Seeking Ways to Reverse Nerve Damage at the Microscopic Level

Derron Bishop, associate professor of medical education and assistant director of the Center for Medical Education, played an important role in research that landed him and a team of international scientists the April 2011 cover story on Nature Medicine, which addressed reversible nerve damage at the cellular level.

Bishop and his colleagues sought to pinpoint and label an individual cell among hundreds of thousands of almost identical cells.

“Someone once said, ‘Well that’s like finding a needle in a haystack.’ It’s worse,” says Bishop. “This is like finding a needle in a needle stack.”

For three years, Bishop and medical researchers from Germany and Harvard University searched for that proverbial needle.

“We failed monumentally,” he says. “I had more or less given up on it. For three years, we came up with all kinds of ways. None of them worked.”
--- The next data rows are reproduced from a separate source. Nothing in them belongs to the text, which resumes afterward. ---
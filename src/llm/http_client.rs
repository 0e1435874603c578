use reqwest::Client;
use std::time::Duration;

/// Upper bound on a single generation or publish call.
pub const DEFAULT_TIMEOUT_SECS: u64 = 30;

pub fn build_http_client() -> Client {
    build_http_client_with_timeout(DEFAULT_TIMEOUT_SECS)
}

pub fn build_http_client_with_timeout(timeout_secs: u64) -> Client {
    Client::builder()
        .timeout(Duration::from_secs(timeout_secs.max(1)))
        .connect_timeout(Duration::from_secs(10))
        .pool_idle_timeout(Duration::from_secs(90))
        .tcp_keepalive(Duration::from_secs(60))
        .build()
        .unwrap_or_else(|_| Client::new())
}
use super::types::ScheduleEntry;
use crate::pipeline::{PipelineReport, PostingPipeline, PublishApproval};
use crate::topic::FixedListTopicSource;
use std::future::Future;
use std::pin::Pin;

/// Work the scheduler performs when an entry is due.
pub trait ScheduledJob {
    fn run<'a>(
        &'a mut self,
        entry: &'a ScheduleEntry,
    ) -> Pin<Box<dyn Future<Output = PipelineReport> + 'a>>;
}

/// One posting run per due entry, with a topic drawn from a fixed list.
pub struct ScheduledPosting {
    pipeline: PostingPipeline,
    topics: FixedListTopicSource,
    approval: Box<dyn PublishApproval>,
}

impl ScheduledPosting {
    pub fn new(
        pipeline: PostingPipeline,
        topics: FixedListTopicSource,
        approval: Box<dyn PublishApproval>,
    ) -> Self {
        Self {
            pipeline,
            topics,
            approval,
        }
    }
}

impl ScheduledJob for ScheduledPosting {
    fn run<'a>(
        &'a mut self,
        entry: &'a ScheduleEntry,
    ) -> Pin<Box<dyn Future<Output = PipelineReport> + 'a>> {
        let Self {
            pipeline,
            topics,
            approval,
        } = self;
        Box::pin(async move {
            tracing::debug!(entry = %entry, "starting scheduled posting");
            pipeline.run(topics, approval.as_mut()).await
        })
    }
}
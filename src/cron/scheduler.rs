use super::job::ScheduledJob;
use super::types::{Clock, LocalClock, ScheduleEntry};
use crate::error::ScheduleError;
use chrono::{NaiveDate, NaiveDateTime, TimeDelta};
use std::collections::{HashMap, HashSet};
use std::future::Future;
use tokio::time::{self, Duration, MissedTickBehavior};

const MIN_POLL_SECONDS: u64 = 1;
const MAX_WINDOW_MINUTES: u64 = 60;

/// Counters returned when the loop stops.
#[derive(Debug, Clone, Copy, Default, PartialEq, Eq)]
pub struct SchedulerSummary {
    pub runs: usize,
    pub failures: usize,
}

/// Single cooperative loop that fires each entry at most once per date.
pub struct Scheduler<C: Clock = LocalClock> {
    entries: Vec<ScheduleEntry>,
    last_fired: HashMap<ScheduleEntry, NaiveDate>,
    clock: C,
    poll_interval: Duration,
    window: TimeDelta,
}

impl Scheduler<LocalClock> {
    pub fn new(entries: Vec<ScheduleEntry>, poll_secs: u64) -> Result<Self, ScheduleError> {
        Self::with_clock(entries, poll_secs, LocalClock)
    }
}

impl<C: Clock> Scheduler<C> {
    pub fn with_clock(
        mut entries: Vec<ScheduleEntry>,
        poll_secs: u64,
        clock: C,
    ) -> Result<Self, ScheduleError> {
        if entries.is_empty() {
            return Err(ScheduleError::NoEntries);
        }
        let mut seen = HashSet::new();
        for entry in &entries {
            if !seen.insert(*entry) {
                return Err(ScheduleError::DuplicateTime(entry.to_string()));
            }
        }
        entries.sort();

        let poll_secs = poll_secs.max(MIN_POLL_SECONDS);
        // A wakeup can land up to one poll interval after the entry's minute,
        // plus timer latency and drift against the wall clock.
        let window_minutes = (poll_secs.div_ceil(60) + 1).clamp(2, MAX_WINDOW_MINUTES);

        Ok(Self {
            entries,
            last_fired: HashMap::new(),
            clock,
            poll_interval: Duration::from_secs(poll_secs),
            window: TimeDelta::minutes(i64::try_from(window_minutes).unwrap_or(1)),
        })
    }

    /// Change how often the loop wakes up without changing the match window.
    #[must_use]
    pub fn with_poll_interval(mut self, interval: Duration) -> Self {
        self.poll_interval = interval.max(Duration::from_millis(1));
        self
    }

    pub fn entries(&self) -> &[ScheduleEntry] {
        &self.entries
    }

    /// Entries due at `now`, marked as fired for `now`'s date.
    ///
    /// An entry matches when `now` falls in `[time, time + window)` on a date
    /// it has not fired yet. The window never wraps past midnight.
    pub fn due_entries(&mut self, now: NaiveDateTime) -> Vec<ScheduleEntry> {
        let today = now.date();
        let mut due = Vec::new();

        for entry in &self.entries {
            if self.last_fired.get(entry) == Some(&today) {
                continue;
            }
            let elapsed = now.time().signed_duration_since(entry.time());
            if elapsed >= TimeDelta::zero() && elapsed < self.window {
                self.last_fired.insert(*entry, today);
                due.push(*entry);
            }
        }

        due
    }

    /// Poll until `shutdown` resolves.
    ///
    /// Shutdown is observed only between wakeups, so a run that has started
    /// always completes. Failed runs are logged and never stop the loop.
    pub async fn run_until<J, F>(&mut self, job: &mut J, shutdown: F) -> SchedulerSummary
    where
        J: ScheduledJob + ?Sized,
        F: Future<Output = ()>,
    {
        let mut summary = SchedulerSummary::default();
        let mut interval = time::interval(self.poll_interval);
        interval.set_missed_tick_behavior(MissedTickBehavior::Delay);
        tokio::pin!(shutdown);

        tracing::info!(
            entries = self.entries.len(),
            poll_secs = self.poll_interval.as_secs(),
            "scheduler started"
        );

        loop {
            tokio::select! {
                biased;
                () = &mut shutdown => break,
                _ = interval.tick() => {}
            }

            let now = self.clock.now();
            for entry in self.due_entries(now) {
                tracing::info!(entry = %entry, "schedule entry due");
                let report = job.run(&entry).await;
                summary.runs += 1;

                match &report.error {
                    Some(err) => {
                        summary.failures += 1;
                        tracing::warn!(
                            entry = %entry,
                            kind = err.kind().as_str(),
                            "scheduled run failed: {err}"
                        );
                    }
                    None => {
                        let published = report
                            .publish_outcome
                            .as_ref()
                            .is_some_and(|outcome| outcome.is_success());
                        tracing::info!(
                            entry = %entry,
                            topic = report.topic.as_deref().unwrap_or_default(),
                            published,
                            "scheduled run finished"
                        );
                    }
                }
            }
        }

        tracing::info!(runs = summary.runs, failures = summary.failures, "scheduler stopped");
        summary
    }
}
Composite of more than 200 microscope images shows the endings of two nerve cells. Actual size is about 1/10th of a human hair.
Then two of Bishop’s German collaborators visited Ball State with a new laser microscope. They had found a way to burn small marks in tissue without burning the top or bottom layer. Together with Bishop, the scientists created a technique of laser-burning a box around a specific part of a cell. They called their innovative technique near infrared branding.

The technique allows scientists to quickly find and view the unaltered cell at a very high resolution using an electron microscope.

The researchers were able to identify and monitor the cellular phenomenon that precedes the death of an axon (part of a nerve cell that conducts impulses), suggesting that inflammatory axon damage might be spontaneously reversible. These findings could eventually help treat problems like multiple sclerosis and spinal cord injuries.
Confocal microscope image of genetically-encoded fluorescence
in the brain of a mouse.
Bishop is using the near infrared branding in his current research on aging to concentrate on individual synapses connecting brain cells.

“A pharmaceutical company is not going to spend three or four years doing the research we did, but now this is out there for the world to use to address, say, a disease model like multiple sclerosis,” Bishop says. “This basic research is central to our National Institutes of Health funding.”

Bishop’s laboratory has itself received a booster shot in the form of a transmission electron microscope. Funded by the National Science Foundation, the nearly half million-dollar electronic tool will enable Bishop and colleagues in biology, chemistry, physiology, and physics to focus on their research (literally and figuratively) with a finer and more powerful lens.

 Derron Bishop with graduate student Kayla Coffin.
Spanning scientific agendas from structural plasticity in the developing nervous system, to unique luminescent thin films for noninvasive biological imaging, to novel photocatalytic solid surface materials for organic decontamination, the transmission electron microscope will enhance Ball State’s research capabilities on campus and far beyond.